- Created by: Olly Cambridge
- Written by: Liam Williams
- Directed by: Tom Kingsley
- Starring: Liam Williams
- Country of origin: United Kingdom
- Original language: English
- No. of series: 3
- No. of episodes: 18

Production
- Executive producers: Jenna Jones Rupert Majendie Liam Williams Marigo Kehoe James De Frond Ben Caudell
- Production companies: Left Bank Pictures Shiny Button Productions Baby Cow Productions

Original release
- Network: BBC Three
- Release: 18 March 2017 – 24 January 2021

= Pls Like =

BBC television mockumentary

Pls Like is a BBC television satirical mockumentary, produced by Left Bank Pictures and screened on BBC Three online in 2017. A second series followed in 2018 and a third in 2021. The first series starred Liam Williams as himself, in a quest to be a successful YouTube vlogger.

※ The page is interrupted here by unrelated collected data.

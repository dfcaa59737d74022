//! Signed, cookie-held session state.
//!
//! The session is a small JWT (HS256, keyed by `SECRET_KEY`) stored in an
//! HttpOnly cookie. Handlers take [`Session`] as an extractor and hand it
//! back in their response to persist any change.

use std::convert::Infallible;

use axum::{
    async_trait,
    extract::{FromRef, FromRequestParts},
    http::request::Parts,
    response::{IntoResponseParts, ResponseParts},
};
use axum_extra::extract::cookie::{Cookie, CookieJar, SameSite};
use jsonwebtoken::{decode, encode, DecodingKey, EncodingKey, Header, Validation};
use serde::{Deserialize, Serialize};
use time::{Duration, OffsetDateTime};
use tracing::debug;

use crate::{config::SessionConfig, error::AppError, users::User};

/// The logged-in user as remembered by the session. No password hash.
#[derive(Debug, Clone, PartialEq, Eq, Serialize, Deserialize)]
pub struct SessionUser {
    pub username: String,
    pub firstname: String,
    pub lastname: String,
    pub email: String,
    pub roles: Vec<String>,
}

impl SessionUser {
    pub fn has_role(&self, role: &str) -> bool {
        self.roles.iter().any(|r| r == role)
    }
}

impl From<&User> for SessionUser {
    fn from(user: &User) -> Self {
        Self {
            username: user.username.clone(),
            firstname: user.firstname.clone(),
            lastname: user.lastname.clone(),
            email: user.email.clone(),
            roles: user.roles.clone(),
        }
    }
}

#[derive(Debug, Clone, Default, PartialEq, Eq, Serialize, Deserialize)]
pub struct SessionData {
    #[serde(default, skip_serializing_if = "Option::is_none")]
    pub user: Option<SessionUser>,
    /// Path to return to after a successful login.
    #[serde(default, skip_serializing_if = "Option::is_none")]
    pub request_path: Option<String>,
}

impl SessionData {
    pub fn is_empty(&self) -> bool {
        self.user.is_none() && self.request_path.is_none()
    }
}

#[derive(Debug, Serialize, Deserialize)]
struct SessionClaims {
    #[serde(flatten)]
    data: SessionData,
    iat: u64,
    exp: u64,
}

/// Signing keys and cookie attributes for sessions.
#[derive(Clone)]
pub struct SessionKeys {
    encoding: EncodingKey,
    decoding: DecodingKey,
    cookie_name: String,
    ttl: Duration,
    secure: bool,
}

impl SessionKeys {
    pub fn new(secret: &str, config: &SessionConfig) -> Self {
        Self {
            encoding: EncodingKey::from_secret(secret.as_bytes()),
            decoding: DecodingKey::from_secret(secret.as_bytes()),
            cookie_name: config.cookie_name.clone(),
            ttl: Duration::seconds(config.ttl_minutes.saturating_mul(60)),
            secure: config.secure,
        }
    }

    pub fn cookie_name(&self) -> &str {
        &self.cookie_name
    }

    pub fn encode(&self, data: &SessionData) -> Result<String, AppError> {
        let now = OffsetDateTime::now_utc();
        let expires = now.checked_add(self.ttl).ok_or_else(|| {
            anyhow::anyhow!("session lifetime of {} is out of range", self.ttl)
        })?;
        let claims = SessionClaims {
            data: data.clone(),
            iat: now.unix_timestamp().max(0) as u64,
            exp: expires.unix_timestamp().max(0) as u64,
        };
        Ok(encode(&Header::default(), &claims, &self.encoding)?)
    }

    pub fn decode(&self, token: &str) -> Result<SessionData, jsonwebtoken::errors::Error> {
        let validation = Validation::default();
        let data = decode::<SessionClaims>(token, &self.decoding, &validation)?;
        Ok(data.claims.data)
    }

    fn cookie(&self, value: String) -> Cookie<'static> {
        Cookie::build((self.cookie_name.clone(), value))
            .path("/")
            .http_only(true)
            .same_site(SameSite::Lax)
            .secure(self.secure)
            .max_age(self.ttl)
            .build()
    }

    fn removal_cookie(&self) -> Cookie<'static> {
        Cookie::build((self.cookie_name.clone(), ""))
            .path("/")
            .http_only(true)
            .same_site(SameSite::Lax)
            .secure(self.secure)
            .max_age(Duration::ZERO)
            .build()
    }
}

/// Per-request session. Unreadable cookies yield an empty session.
pub struct Session {
    data: SessionData,
    keys: SessionKeys,
}

impl Session {
    pub fn new(data: SessionData, keys: SessionKeys) -> Self {
        Self { data, keys }
    }

    pub fn user(&self) -> Option<&SessionUser> {
        self.data.user.as_ref()
    }

    pub fn log_in(&mut self, user: &User) {
        self.data.user = Some(SessionUser::from(user));
    }

    pub fn request_path(&self) -> Option<&str> {
        self.data.request_path.as_deref()
    }

    pub fn set_request_path(&mut self, path: impl Into<String>) {
        self.data.request_path = Some(path.into());
    }

    /// Defaults the post-login target to `/` when nothing was requested.
    pub fn ensure_request_path(&mut self) -> &str {
        self.data.request_path.get_or_insert_with(|| "/".to_string())
    }

    pub fn clear(&mut self) {
        self.data = SessionData::default();
    }

    fn to_cookie(&self) -> Result<Cookie<'static>, AppError> {
        if self.data.is_empty() {
            return Ok(self.keys.removal_cookie());
        }
        let token = self.keys.encode(&self.data)?;
        Ok(self.keys.cookie(token))
    }
}

#[async_trait]
impl<S> FromRequestParts<S> for Session
where
    S: Send + Sync,
    SessionKeys: FromRef<S>,
{
    type Rejection = Infallible;

    async fn from_request_parts(parts: &mut Parts, state: &S) -> Result<Self, Self::Rejection> {
        let keys = SessionKeys::from_ref(state);
        let jar = CookieJar::from_headers(&parts.headers);
        let data = match jar.get(keys.cookie_name()) {
            Some(cookie) => keys.decode(cookie.value()).unwrap_or_else(|e| {
                debug!(error = %e, "discarding unreadable session cookie");
                SessionData::default()
            }),
            None => SessionData::default(),
        };
        Ok(Session { data, keys })
    }
}

impl IntoResponseParts for Session {
    type Error = AppError;

    fn into_response_parts(self, res: ResponseParts) -> Result<ResponseParts, Self::Error> {
        let jar = CookieJar::new().add(self.to_cookie()?);
        jar.into_response_parts(res).map_err(|never| match never {})
    }
}

#[cfg(test)]
mod tests {
    use super::*;
    use axum::{http::header::SET_COOKIE, response::IntoResponse};

    fn keys_with(secret: &str, ttl_minutes: i64, secure: bool) -> SessionKeys {
        SessionKeys::new(
            secret,
            &SessionConfig {
                cookie_name: "test_session".into(),
                ttl_minutes,
                secure,
            },
        )
    }

    fn keys_with_ttl(secret: &str, ttl_minutes: i64) -> SessionKeys {
        keys_with(secret, ttl_minutes, false)
    }

    fn sample_data() -> SessionData {
        SessionData {
            user: Some(SessionUser {
                username: "alice".into(),
                firstname: "Alice".into(),
                lastname: "Liddell".into(),
                email: "alice@example.com".into(),
                roles: vec!["admin".into()],
            }),
            request_path: Some("/pageadminonly".into()),
        }
    }

    #[test]
    fn encode_and_decode_roundtrip() {
        let keys = keys_with_ttl("secret", 10);
        let token = keys.encode(&sample_data()).expect("encode");
        assert_eq!(keys.decode(&token).expect("decode"), sample_data());
    }

    #[test]
    fn token_signed_with_another_key_is_rejected() {
        let token = keys_with_ttl("secret-a", 10).encode(&sample_data()).unwrap();
        assert!(keys_with_ttl("secret-b", 10).decode(&token).is_err());
    }

    #[test]
    fn expired_token_is_rejected() {
        let keys = keys_with_ttl("secret", -10);
        let token = keys.encode(&sample_data()).unwrap();
        assert!(keys.decode(&token).is_err());
    }

    #[test]
    fn ensure_request_path_defaults_to_root_only_once() {
        let keys = keys_with_ttl("secret", 10);
        let mut session = Session::new(SessionData::default(), keys.clone());
        assert_eq!(session.ensure_request_path(), "/");

        let mut session = Session::new(sample_data(), keys);
        assert_eq!(session.ensure_request_path(), "/pageadminonly");
    }

    #[test]
    fn populated_session_sets_http_only_cookie() {
        let session = Session::new(sample_data(), keys_with_ttl("secret", 10));
        let res = (session, "ok").into_response();
        let cookie = res.headers().get(SET_COOKIE).unwrap().to_str().unwrap();
        assert!(cookie.starts_with("test_session="));
        assert!(cookie.contains("HttpOnly"));
        assert!(cookie.contains("SameSite=Lax"));
    }

    #[test]
    fn https_site_marks_cookie_secure() {
        let session = Session::new(sample_data(), keys_with("secret", 10, true));
        let res = (session, "ok").into_response();
        let cookie = res.headers().get(SET_COOKIE).unwrap().to_str().unwrap();
        assert!(cookie.contains("; Secure"));

        let session = Session::new(sample_data(), keys_with_ttl("secret", 10));
        let res = (session, "ok").into_response();
        let cookie = res.headers().get(SET_COOKIE).unwrap().to_str().unwrap();
        assert!(!cookie.contains("Secure"));
    }

    #[test]
    fn oversized_lifetime_is_an_error_not_a_panic() {
        let keys = keys_with_ttl("secret", 200_000_000_000);
        let err = keys.encode(&sample_data()).unwrap_err();
        assert!(err.to_string().contains("out of range"));

        let res = (Session::new(sample_data(), keys), "ok").into_response();
        assert_eq!(res.status(), axum::http::StatusCode::INTERNAL_SERVER_ERROR);
    }

    #[test]
    fn cleared_session_expires_cookie() {
        let mut session = Session::new(sample_data(), keys_with_ttl("secret", 10));
        session.clear();
        let res = (session, "ok").into_response();
        let cookie = res.headers().get(SET_COOKIE).unwrap().to_str().unwrap();
        assert!(cookie.starts_with("test_session=;"));
        assert!(cookie.contains("Max-Age=0"));
    }
}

Each series consists of six episodes each. Episodes length varies between 15 and 18 minutes.

==Cast==
===Main===
- Liam Williams as Liam
- Tim Key as James Wirm
- Emma Sidi as Millipede "Millie"
  - Anya McKenna-Bruce as Mini Millipede
- Jon Pointing as Charlie South
- Arnab Chanda as Hen (series 2–3)
- Tom Stourton as DumpGhost (series 2–3)
- Shivani Thussu as Dina Discourse (series 2–3)
- Eleanor Nawal as Honeydew (series 3)
- Graham Dickson as Mungo Slate (series 3)

===Recurring===
- Ellie White as Polly Sprong (series 1–2)
- Hammed Animashaun as Johnny Jackson (series 1–2)
- Yuriko Kotani as Nozomi Hottah (series 1)
- Jordan Brookes as Apple (series 1)
- Grace Hogg-Robinson as Chelsea (series 2)
- Natasia Demetriou as Tingle Maid (series 2)
- Kieran Hodgson as Biel Agnew (series 2)
- George Fouracres as Henry Bloyd Smith (series 2)

==Episodes==

| Series | Episodes |  | Originally released |  |
| First released | Last released |
| 1 | 6 |  | 11 February 2017 | 18 March 2017 |
| 2 | 6 |  | 25 September 2018 |  |
| 3 | 6 |  | 24 January 2021 |  |

===Series 1 (2017)===

| No. overall | No. in series | Title | Original release date | U.K. viewers (millions) |
|---|---|---|---|---|
| 1 | 1 | "How To Become A Superstar Vlogger" | 11 February 2017 | N/A |
| 2 | 2 | "Fashion and Beauty" | 18 February 2017 | N/A |
| 3 | 3 | "Viral Music Video" | 25 February 2017 | N/A |
| 4 | 4 | "Health & Fitness" | 4 March 2017 | N/A |
| 5 | 5 | "Tech" | 11 March 2017 | N/A |
| 6 | 6 | "Humour" | 18 March 2017 | N/A |

===Series 2 (2018)===

| No. overall | No. in series | Title | Original release date | U.K. viewers (millions) |
|---|---|---|---|---|
| 7 | 1 | "The Hosts" | 25 September 2018 | N/A |
| 8 | 2 | "Social Change" | 25 September 2018 | N/A |
| 9 | 3 | "Most Views" | 25 September 2018 | N/A |
| 10 | 4 | "Kids" | 25 September 2018 | N/A |
| 11 | 5 | "Self-Care" | 25 September 2018 | N/A |
| 12 | 6 | "The Likeys" | 25 September 2018 | N/A |

===Series 3 (2021)===

| No. overall | No. in series | Title | Original release date | U.K. viewers (millions) |
|---|---|---|---|---|
| 13 | 1 | "Travel & Tourism" | 24 January 2021 | N/A |
| 14 | 2 | "Arts & Culture" | 24 January 2021 | N/A |
| 15 | 3 | "Sports & Fitness" | 24 January 2021 | N/A |
| 16 | 4 | "Food & Drink" | 24 January 2021 | N/A |
| 17 | 5 | "Home & Lifestyle" | 24 January 2021 | N/A |
| 18 | 6 | "Ethics" | 24 January 2021 | N/A |

==Reception==
Tristram Fane Saunders of The Daily Telegraph said the first series was "impeccably cast, sharply observed." Hannah J Davies of The Guardian said: "it puts a mirror up to the fads and controversies of the day, whether that’s ASMR or the alt-right, and explores their potential for laughs and pathos"

Pls Like was nominated for Best Short Form Programme at the 2018 British Academy Television Awards and was shortlisted for Best Digital Fiction Series at the Banff World Media Festival in Canada.